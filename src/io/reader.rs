use std::path::Path;

use image::DynamicImage;
use tracing::{debug, info};

use crate::core::raster::Raster;
use crate::error::{Error, Result};

/// Convert any decoded image to an 8-bit RGB raster. Alpha is dropped, gray is
/// replicated and 16-bit or float samples are scaled down.
pub fn raster_from_dynamic(image: DynamicImage) -> Result<Raster> {
    debug!("Decoded color type: {:?}", image.color());
    let rgb = image.into_rgb8();
    let (cols, rows) = rgb.dimensions();
    Raster::from_rgb_vec(cols as usize, rows as usize, rgb.into_raw()).map_err(Error::Processing)
}

/// Decode the image at `path` into a raster.
pub fn load_raster(path: &Path) -> Result<Raster> {
    let image = image::open(path)?;
    info!(
        "Loaded {:?}: {}x{}",
        path,
        image.width(),
        image.height()
    );
    raster_from_dynamic(image)
}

Task to carry out - The records shown earlier should all be returned verbatim.

Answer to this task -
filename src/io/reader.rs
use std::path::Path;

use image::DynamicImage;
use tracing::{debug, info};

use crate::core::raster::Raster;
use crate::error::{Error, Result};

/// Convert any decoded image to an 8-bit RGB raster. Alpha is dropped, gray is
/// replicated and 16-bit or float samples are scaled down.
pub fn raster_from_dynamic(image: DynamicImage) -> Result<Raster> {
    debug!("Decoded color type: {:?}", image.color());
    let rgb = image.into_rgb8();
    let (cols, rows) = rgb.dimensions();
    Raster::from_rgb_vec(cols as usize, rows as usize, rgb.into_raw()).map_err(Error::Processing)
}

/// Decode the image at `path` into a raster.
pub fn load_raster(path: &Path) -> Result<Raster> {
    let image = image::open(path)?;
    info!(
        "Loaded {:?}: {}x{}",
        path,
        image.width(),
        image.height()
    );
    raster_from_dynamic(image)
}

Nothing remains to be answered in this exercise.